An anonymous academic borrows my blog post to describe how LOCK-DOWN is playing out for them.

So what can I say?

I have a salary, access to plenty of shops, my health, a garden and a family (with all of whom I get on). Sure I have to do a Zoom meeting now and again, do other worky stuff, and generally stay on top of things. The kids are little and there is neither school nor a child minder. The kitchen needs to be cleaned, the bathroom too, and I need to remember where the hoover is.

Difficult it is not; relaxing it (almost) is.

The experience is so different from that of so many that I hesitate to write anything here: I am the definition of privilege.

And yet what’s new?  I have been for years, so affluent that I can flaunt socialist leanings, so educated that I can afford (in every sense) to look with more interest than horror on the world as the decline warned against for so long finally kicks in. And wow has it come upon us fast: extreme weather, pandemics, flooding and months-long fires screaming at us ever more loudly that our game is up. This virus no doubt will pass, just as the Australian bush gradually stopped burning (did it?), but they and they rest will be back.

We will survive as a species but as humans we are changing.

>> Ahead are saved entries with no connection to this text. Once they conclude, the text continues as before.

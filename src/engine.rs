// Site engine
// Owns the catalog, the currency state, and every widget, and exposes the
// event entry points the host calls from its single event thread. Nothing
// here runs concurrently with anything else: fragment loading fans out once
// at startup, and every later entry point runs to completion.

use std::time::Duration;

use tracing::{debug, info};

use crate::activities::ActivityPanel;
use crate::catalog::{CatalogError, CityActivityCatalog};
use crate::currency::{Currency, CurrencyState, ExchangeRate, PriceFormatter};
use crate::fragments::{FragmentFetcher, FragmentLoader, FragmentSlot, HttpFragmentFetcher};
use crate::page::{ports, PageSurface, ScrollInfo};
use crate::search::{destination_url, SearchSuggester};
use crate::widgets::{
    BookingModal, HeroSlider, InquiryForm, InquirySubmission, MapConfig, ModalPanel, NavTracker,
    RevealConfig, RevealTracker,
};

// Site configuration
#[derive(Debug, Clone)]
pub struct SiteConfig {
    pub base_url: String,
    pub exchange_rate: ExchangeRate,
    pub fragments: Vec<FragmentSlot>,
    pub slider_interval: Duration,
    pub map: MapConfig,
}

impl Default for SiteConfig {
    fn default() -> Self {
        Self {
            base_url: "http://localhost:8080".to_string(),
            exchange_rate: ExchangeRate::default(),
            fragments: FragmentSlot::site_defaults(),
            slider_interval: Duration::from_secs(5),
            map: MapConfig::default(),
        }
    }
}

// The page engine. Construct, init once against a page adapter, then feed it
// events. Widgets whose ports were missing at init stay unwired and their
// entry points do nothing.
pub struct SiteEngine {
    config: SiteConfig,
    catalog: CityActivityCatalog,
    currency: CurrencyState,
    formatter: PriceFormatter,
    panel: ActivityPanel,
    modal: BookingModal,
    reveals: RevealTracker,
    suggester: Option<SearchSuggester>,
    slider: Option<HeroSlider>,
    nav: Option<NavTracker>,
    currency_wired: bool,
    modal_wired: bool,
    form_wired: bool,
}

impl SiteEngine {
    pub fn new(config: SiteConfig, catalog: CityActivityCatalog, currency: CurrencyState) -> Self {
        let formatter = PriceFormatter::new(config.exchange_rate);
        Self {
            config,
            catalog,
            currency,
            formatter,
            panel: ActivityPanel::default(),
            modal: BookingModal::default(),
            reveals: RevealTracker::default(),
            suggester: None,
            slider: None,
            nav: None,
            currency_wired: false,
            modal_wired: false,
            form_wired: false,
        }
    }

    // The engine with the dataset shipped in the binary
    pub fn with_bundled_catalog(config: SiteConfig) -> Result<Self, CatalogError> {
        let catalog = CityActivityCatalog::bundled()?;
        Ok(Self::new(config, catalog, CurrencyState::default()))
    }

    // An HTTP fetcher against the configured base URL, for hosts without
    // their own fragment source
    pub fn http_fetcher(&self) -> HttpFragmentFetcher {
        HttpFragmentFetcher::new(&self.config.base_url)
    }

    // How often the host should deliver slider_tick
    pub fn slider_interval(&self) -> Duration {
        self.config.slider_interval
    }

    pub fn currency(&self) -> Currency {
        self.currency.get()
    }

    pub fn catalog(&self) -> &CityActivityCatalog {
        &self.catalog
    }

    pub fn rendered_city(&self) -> Option<&str> {
        self.panel.rendered_city()
    }

    pub fn inquiries(&self) -> &[InquirySubmission] {
        self.modal.submissions()
    }

    pub fn drain_inquiries(&mut self) -> Vec<InquirySubmission> {
        self.modal.drain_submissions()
    }

    // Loads and injects every fragment first, then wires the widgets in the
    // order the page has always used: navigation, slider, search, currency,
    // modal, map, reveals last. Wiring waits for the fan-in so every widget
    // sees the complete page structure.
    pub async fn init(&mut self, fetcher: &dyn FragmentFetcher, page: &mut impl PageSurface) {
        let loader = FragmentLoader::new(self.config.fragments.clone());
        let fragments = loader.load_all(fetcher).await;
        fragments.apply(page);
        info!(
            "{}/{} fragments injected, wiring widgets",
            fragments.len(),
            self.config.fragments.len()
        );

        if page.has_element(ports::MENU_BTN) && page.has_element(ports::MOBILE_MENU) {
            self.nav = Some(NavTracker::default());
        }

        if page.has_element(ports::HERO_MAIN) {
            self.slider = HeroSlider::new(page.thumb_sources());
        }

        if page.has_element(ports::DESTINATION_SEARCH) && page.has_element(ports::SUGGESTION_BOX) {
            self.suggester = Some(SearchSuggester::new(&self.catalog));
        }

        self.currency_wired = page.has_element(ports::CURRENCY_TOGGLE);

        self.modal_wired = page.has_element(ports::BOOKING_MODAL);
        self.form_wired = page.has_element(ports::INQUIRY_FORM);
        if self.modal_wired {
            // The modal opens on the form panel until a submit flips it
            page.set_visible(ports::MODAL_FORM_CONTENT, true);
            page.set_visible(ports::MODAL_SUCCESS_CONTENT, false);
        }

        if page.has_element(ports::MAP_CONTAINER) {
            page.mount_map(&self.config.map);
        }

        page.observe_reveals(&RevealConfig::default());
    }

    // Flips the display currency, updates the toggle label, rewrites every
    // static price node from its stored USD value, and re-renders the
    // activities panel if one has been rendered. The re-render also brings a
    // previously closed panel back into view, as the page has always done.
    pub fn toggle_currency(&mut self, page: &mut impl PageSurface) {
        if !self.currency_wired {
            return;
        }

        let currency = self.currency.toggle();
        info!("display currency now {:?}", currency);
        page.set_text(ports::CURRENCY_TOGGLE, currency.toggle_label());

        for node in page.price_nodes() {
            let text = self.formatter.format_usd_value(node.usd, currency);
            page.set_price_text(&node.key, &text);
        }

        if let Some(city) = self.panel.rendered_city().map(str::to_string) {
            self.panel
                .render(&city, &self.catalog, currency, &self.formatter, page);
        }
    }

    // Search input changed. Matches show the suggestion box; no matches or an
    // empty query hide it, leaving its previous content alone.
    pub fn search_input(&mut self, query: &str, page: &mut impl PageSurface) {
        let Some(suggester) = &self.suggester else {
            return;
        };

        let matches = suggester.suggest(query);
        if matches.is_empty() {
            page.set_visible(ports::SUGGESTION_BOX, false);
        } else {
            page.render_suggestions(&matches);
            page.set_visible(ports::SUGGESTION_BOX, true);
        }
    }

    // Click landed outside the search input and suggestion box
    pub fn dismiss_suggestions(&mut self, page: &mut impl PageSurface) {
        if self.suggester.is_some() {
            page.set_visible(ports::SUGGESTION_BOX, false);
        }
    }

    // A suggestion was picked: off to the city detail page
    pub fn select_suggestion(&mut self, city: &str, page: &mut impl PageSurface) {
        if self.suggester.is_some() {
            let url = destination_url(city);
            debug!("navigating to {}", url);
            page.navigate(&url);
        }
    }

    pub fn show_city(&mut self, city: &str, page: &mut impl PageSurface) {
        self.panel
            .render(city, &self.catalog, self.currency.get(), &self.formatter, page);
    }

    pub fn close_activities(&mut self, page: &mut impl PageSurface) {
        self.panel.close(page);
    }

    // Auto-advance tick from the host's slider timer
    pub fn slider_tick(&mut self, page: &mut impl PageSurface) {
        if let Some(slider) = &mut self.slider {
            let view = slider.advance();
            page.render_hero(&view);
        }
    }

    pub fn select_thumb(&mut self, index: usize, page: &mut impl PageSurface) {
        if let Some(slider) = &mut self.slider {
            if let Some(view) = slider.select(index) {
                page.render_hero(&view);
            }
        }
    }

    pub fn scrolled(&mut self, info: ScrollInfo, page: &mut impl PageSurface) {
        if let Some(nav) = &self.nav {
            let view = nav.on_scroll(info, &page.sections(), &page.nav_links());
            page.render_nav(&view);
        }
    }

    pub fn toggle_menu(&mut self, page: &mut impl PageSurface) {
        if let Some(nav) = &mut self.nav {
            let open = nav.toggle_menu();
            page.set_visible(ports::MOBILE_MENU, open);
        }
    }

    pub fn nav_link_clicked(&mut self, page: &mut impl PageSurface) {
        if let Some(nav) = &mut self.nav {
            nav.close_menu();
            page.set_visible(ports::MOBILE_MENU, false);
        }
    }

    // Shows the modal and locks body scroll. The sub-panel is whatever it
    // was; only a submit changes it.
    pub fn open_modal(&mut self, page: &mut impl PageSurface) {
        if !self.modal_wired {
            return;
        }
        self.modal.open();
        page.set_visible(ports::BOOKING_MODAL, true);
        page.set_scroll_lock(true);
    }

    pub fn close_modal(&mut self, page: &mut impl PageSurface) {
        if !self.modal_wired {
            return;
        }
        self.modal.close();
        page.set_visible(ports::BOOKING_MODAL, false);
        page.set_scroll_lock(false);
    }

    // Inquiry form submitted: record it and swap the form panel for the
    // success panel
    pub fn submit_inquiry(&mut self, form: InquiryForm, page: &mut impl PageSurface) {
        if !self.form_wired {
            return;
        }
        info!("inquiry received for {}", form.destination);
        self.modal.submit(form);
        page.set_visible(ports::MODAL_FORM_CONTENT, false);
        page.set_visible(ports::MODAL_SUCCESS_CONTENT, true);
    }

    // Intersection change from the host's observer
    pub fn intersection_changed(
        &mut self,
        target: &str,
        intersecting: bool,
        page: &mut impl PageSurface,
    ) {
        self.reveals.update(target, intersecting);
        page.set_revealed(target, intersecting);
    }

    pub fn modal_panel(&self) -> ModalPanel {
        self.modal.panel()
    }
}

Our masks and our socially distancing will be as common place as clothes, and as hugs and handshakes used to be. Will it be worse even than that? Behind its veneer of empathetic bonhomie, privilege is a dangerous enemy, especially when cornered. Is the future also one of gated communities, paramilitary police and selective access to our no-longer-so-natural resources?

It does not have to be.

There might survive through the present times a flicker of a memory of what it is like to live in a fair society. Social democracy got a decent wind after the Second World War because capital power (privilege) feared something worse, true revolution. Might the prospect of dystopian chaos do today what the fear of communism did in the late 1940s: concentrate the minds of the powerful, to concede to survive? We need political leadership though, and who goes into (proper) (ordinary) democratic politics today?

A wandering mind is another creature of privilege, only made possible by the satisfaction of basic needs, and the time quarantine gives to think. Part of me wants to die before the road to the end is where we all have to be. But mainly I want to watch the unravelling and fight as best I can, using what few tools I have, to help restitch the world as the social democratic community that is its only escape to a kind of safe space.